El gobernador del Banco de España ha pedido un acuerdo de varias legislaturas para garantizar que el plan sale adelante: habrá que subir impuestos y tendremos que restringir los nuevos gastos. El período de hacer este ejercicio no puede precipitarse, pues ahora lo que toca es sostener la economía usando el déficit público como estabilizador y estimulante. Un plazo de recuperación de nuestras cuentas públicas debe llevarnos, más tiempo del que nos llevó el último -unos nueve ejercicios presupuestarios- lo cual nos aboca al año 2033 como pronto. No debemos acelerar atolondradamente ese proceso -pues el riesgo de recaída sería enorme- ni procrastinar con inciertos ingresos. España debería comprometerse desde ya, y de manera firme e inequívoca, por parte de los partidos de gobierno, con una estructura fiscal que prime la suficiencia de ingresos -seguimos con varios puntos por debajo de la media de la Unión Europea- y la eficacia y eficiencia del gasto -reformulando en profundidad programas cuya eficacia es, en el mejor de los casos, dudosa, cuando no contraproducente. Una estructura fiscal que ataque los cuatro grandes retos que España tiene por delante: la demografía, la desigualdad insoportable, la transición ecológica y la revolución tecnológica.

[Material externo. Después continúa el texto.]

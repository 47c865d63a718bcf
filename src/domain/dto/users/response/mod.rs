//! 사용자 관련 응답 DTO

pub mod user_response;

pub use user_response::{
    AuthResponse, PendingUsersResponse, RefreshResponse, RejectedUserResponse, UserResponse,
};
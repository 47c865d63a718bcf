use std::future::{ready, Ready};
use actix_web::{Error, FromRequest, HttpMessage, HttpRequest};
use serde::{Deserialize, Serialize};
use crate::domain::auth::Role;
use crate::errors::AppError;

/// 인증 미들웨어가 요청에 첨부하는 사용자 정보
///
/// `role`은 액세스 토큰 발급 시점의 스냅샷입니다.
/// 활성/승인 상태는 미들웨어가 매 요청마다 저장소에서 다시 확인합니다.
#[derive(Debug, Clone, Serialize, Deserialize)]
pub struct AuthenticatedUser {
    /// 사용자 고유 ID
    pub user_id: String,

    /// 사용자명
    pub username: String,

    /// 토큰에 포함된 역할
    pub role: Role,
}

impl AuthenticatedUser {
    /// 요구 역할 이상인지 확인
    pub fn has_role_at_least(&self, required: Role) -> bool {
        self.role.has_at_least(required)
    }
}

/// ActixWeb FromRequest trait 구현
impl FromRequest for AuthenticatedUser {
    type Error = Error;
    type Future = Ready<actix_web::Result<Self, Self::Error>>;

    fn from_request(req: &HttpRequest, _payload: &mut actix_web::dev::Payload) -> Self::Future {
        match req.extensions().get::<AuthenticatedUser>() {
            Some(user) => ready(Ok(user.clone())),
            None => ready(Err(
                AppError::AuthenticationError("authentication required".to_string()).into()
            )),
        }
    }
}
//! 애플리케이션 전역에서 사용하는 에러 시스템
//!
//! 인증 서비스를 위한 통합 에러 처리 시스템입니다.
//! `thiserror`와 `actix_web::ResponseError`를 사용하여 타입 안전하고
//! 일관된 에러 처리를 제공합니다.
//!
//! ## HTTP 응답 매핑
//!
//! | AppError | HTTP Status |
//! |----------|-------------|
//! | `ValidationError`, `InvalidRoleError` | 400 Bad Request |
//! | `AuthenticationError`, `TokenError`, `MalformedHeaderError` | 401 Unauthorized |
//! | `AuthorizationError` | 403 Forbidden |
//! | `NotFound` | 404 Not Found |
//! | `ConflictError` | 409 Conflict |
//! | `DatabaseError`, `ConfigError`, `InternalError` | 500 Internal Server Error |
//!
//! ## 사용 예제
//!
//! ```rust,ignore
//! use crate::errors::AppError;
//!
//! fn ensure_password(plaintext: &str) -> Result<(), AppError> {
//!     if plaintext.len() < 8 {
//!         return Err(AppError::ValidationError("비밀번호는 최소 8자 이상이어야 합니다".to_string()));
//!     }
//!     Ok(())
//! }
//! ```

use thiserror::Error;
use crate::domain::token::TokenKind;

/// JWT 토큰 검증 실패 사유
///
/// 만료, 변조, 형식 오류, 용도 불일치를 구분합니다.
/// 호출자는 재인증을 요구하거나, 액세스 토큰의 경우 리프레시를 시도해야 합니다.
#[derive(Error, Debug, Clone, PartialEq, Eq)]
pub enum TokenError {
    /// `now > exp`
    #[error("토큰이 만료되었습니다")]
    Expired,

    /// 서명 검증 실패
    #[error("토큰 서명이 유효하지 않습니다")]
    InvalidSignature,

    /// 구조적으로 잘못된 토큰 (base64, JSON, 알고리즘, 필수 클레임)
    #[error("잘못된 형식의 토큰입니다: {0}")]
    Malformed(String),

    /// 액세스 토큰 자리에 리프레시 토큰이 오는 경우 등
    #[error("{expected} 토큰이 필요하지만 {found} 토큰이 전달되었습니다")]
    WrongKind {
        expected: TokenKind,
        found: TokenKind,
    },
}

/// 애플리케이션 전역 에러 타입
///
/// 인증 코어와 HTTP 계층에서 발생할 수 있는 모든 에러를 포괄하는 열거형입니다.
/// 자동으로 HTTP 응답으로 변환되어 클라이언트에게 전달됩니다.
#[derive(Error, Debug)]
pub enum AppError {
    /// 입력값 검증 에러 (400 Bad Request)
    #[error("Validation error: {0}")]
    ValidationError(String),

    /// 허용되지 않은 역할 문자열 (400 Bad Request)
    #[error("Invalid role: {0}")]
    InvalidRoleError(String),

    /// 인증 실패 에러 (401 Unauthorized)
    #[error("Authentication error: {0}")]
    AuthenticationError(String),

    /// 토큰 검증 실패 (401 Unauthorized)
    #[error("Token error: {0}")]
    TokenError(#[from] TokenError),

    /// Authorization 헤더 형식 오류 (401 Unauthorized)
    #[error("Malformed authorization header: {0}")]
    MalformedHeaderError(String),

    /// 권한 부족 에러 (403 Forbidden)
    #[error("Authorization error: {0}")]
    AuthorizationError(String),

    /// 리소스 찾을 수 없음 에러 (404 Not Found)
    #[error("Not found: {0}")]
    NotFound(String),

    /// 충돌/중복 에러 (409 Conflict)
    #[error("Conflict error: {0}")]
    ConflictError(String),

    /// 데이터베이스 관련 에러 (500 Internal Server Error)
    #[error("Database error: {0}")]
    DatabaseError(String),

    /// 잘못된 설정 (시작 시점에 한 번 발생)
    #[error("Configuration error: {0}")]
    ConfigError(String),

    /// 내부 서버 에러 (500 Internal Server Error)
    #[error("Internal server error: {0}")]
    InternalError(String),
}

impl AppError {
    /// 에러에 대응하는 HTTP 상태 코드
    pub fn status_code(&self) -> actix_web::http::StatusCode {
        use actix_web::http::StatusCode;

        match self {
            AppError::ValidationError(_) | AppError::InvalidRoleError(_) => StatusCode::BAD_REQUEST,
            AppError::AuthenticationError(_)
            | AppError::TokenError(_)
            | AppError::MalformedHeaderError(_) => StatusCode::UNAUTHORIZED,
            AppError::AuthorizationError(_) => StatusCode::FORBIDDEN,
            AppError::NotFound(_) => StatusCode::NOT_FOUND,
            AppError::ConflictError(_) => StatusCode::CONFLICT,
            AppError::DatabaseError(_) | AppError::ConfigError(_) | AppError::InternalError(_) => {
                StatusCode::INTERNAL_SERVER_ERROR
            }
        }
    }
}

impl actix_web::ResponseError for AppError {
    fn status_code(&self) -> actix_web::http::StatusCode {
        AppError::status_code(self)
    }

    /// HTTP 에러 응답을 생성합니다.
    ///
    /// 각 에러 타입을 적절한 HTTP 상태 코드와 JSON 응답으로 변환합니다.
    fn error_response(&self) -> actix_web::HttpResponse {
        actix_web::HttpResponse::build(AppError::status_code(self))
            .json(serde_json::json!({
                "error": self.to_string()
            }))
    }
}

/// 편의성을 위한 Result 타입 별칭
pub type AppResult<T> = Result<T, AppError>;

/// 내부 실패(bcrypt, 서명, 블로킹 풀)를 500 `InternalError`로 감싸는 확장 trait
///
/// 메시지는 `"{msg}: {원인}"` 형태로 남고, 응답 본문에는 그대로 노출됩니다.
/// 인증 실패처럼 클라이언트에게 구분되어야 하는 에러에는 쓰지 않습니다.
pub trait ErrorContext<T> {
    fn context(self, msg: &str) -> AppResult<T>;
}

impl<T, E: std::fmt::Display> ErrorContext<T> for Result<T, E> {
    fn context(self, msg: &str) -> AppResult<T> {
        self.map_err(|cause| AppError::InternalError(format!("{msg}: {cause}")))
    }
}
//! Database Connection Management Module
//!
//! MongoDB 데이터베이스 연결 관리를 담당하는 모듈입니다.
//!
//! # 기본 사용법
//!
//! ```rust,ignore
//! use crate::config::AppConfig;
//! use crate::db::Database;
//!
//! let config = AppConfig::from_env()?;
//! let database = Database::connect(&config.database).await?;
//! let users = database.collection::<User>("users");
//! ```

use mongodb::{Client, options::ClientOptions};
use log::info;
use crate::config::DatabaseConfig;
use crate::errors::AppError;

/// MongoDB 클라이언트와 대상 데이터베이스 이름
///
/// `Client`는 내부적으로 커넥션 풀을 공유하므로 복제 비용이 작습니다.
#[derive(Clone)]
pub struct Database {
    client: Client,
    database_name: String,
}

impl Database {
    /// MongoDB에 연결하고 `ping`으로 연결을 확인합니다.
    ///
    /// # Errors
    ///
    /// URI 파싱, 클라이언트 생성, ping 실패 시 `AppError::DatabaseError`
    pub async fn connect(config: &DatabaseConfig) -> Result<Self, AppError> {
        let mut client_options = ClientOptions::parse(&config.uri)
            .await
            .map_err(|e| AppError::DatabaseError(format!("MongoDB URI 파싱 실패: {}", e)))?;

        // 모니터링 시 식별용
        client_options.app_name = Some("admin_auth_backend".to_string());

        let client = Client::with_options(client_options)
            .map_err(|e| AppError::DatabaseError(format!("MongoDB 클라이언트 생성 실패: {}", e)))?;

        client
            .database(&config.database_name)
            .run_command(mongodb::bson::doc! { "ping": 1 })
            .await
            .map_err(|e| AppError::DatabaseError(format!("MongoDB 연결 실패: {}", e)))?;

        info!("✅ MongoDB 연결 성공: {}", config.database_name);

        Ok(Self {
            client,
            database_name: config.database_name.clone(),
        })
    }

    pub fn get_database(&self) -> mongodb::Database {
        self.client.database(&self.database_name)
    }

    /// 타입이 지정된 컬렉션 핸들
    pub fn collection<T: Send + Sync>(&self, name: &str) -> mongodb::Collection<T> {
        self.get_database().collection::<T>(name)
    }
}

¿Austeridad? Sí. Pero una austeridad reequilibradora, inteligente, paciente. Una austeridad en el mejor sentido de la palabra, no aquella que nos aboca al precipicio en el peor momento del ciclo económico. Una palabra maldita de la que debemos recuperar su significado profundo. Con otras reglas fiscales y monetarias, o completamente fuera de la eurozona, quizá podríamos permitirnos otras cosas menos dolorosas y quizá más eficaces, como monetizar nuestra deuda y esperar que la inflación lo arreglara todo, como han hecho en el Reino Unido. Pero mientras eso no ocurra, no nos queda más remedio que ser realistas.

Parece ciencia ficción en un país donde la política consiste fundamentalmente en jugar con el presupuesto público. Pero no va a tocar más remedio que hacerlo: una reforma fiscal en profundidad, que mire a los dos lados: impuestos y gastos, un programa realista y acompasado de cumplimiento, también pactado, y un acuerdo para no volver a utilizar los ingresos y gastos públicos como parte de la subasta electoral a la que habitualmente estamos acostumbrados. España es la cuarta economía de la Unión Europea, y, si miramos los últimos 40 años, hemos logrado grandes cosas.  Si no queremos depender del norte de Europa, ni de los vaivenes de los mercados o del equilibrio de fuerzas en el Banco Central Europeo, lo mejor que podemos hacer es darnos cuenta, de una vez por todas, de que siempre hemos dependido de nosotros mismos.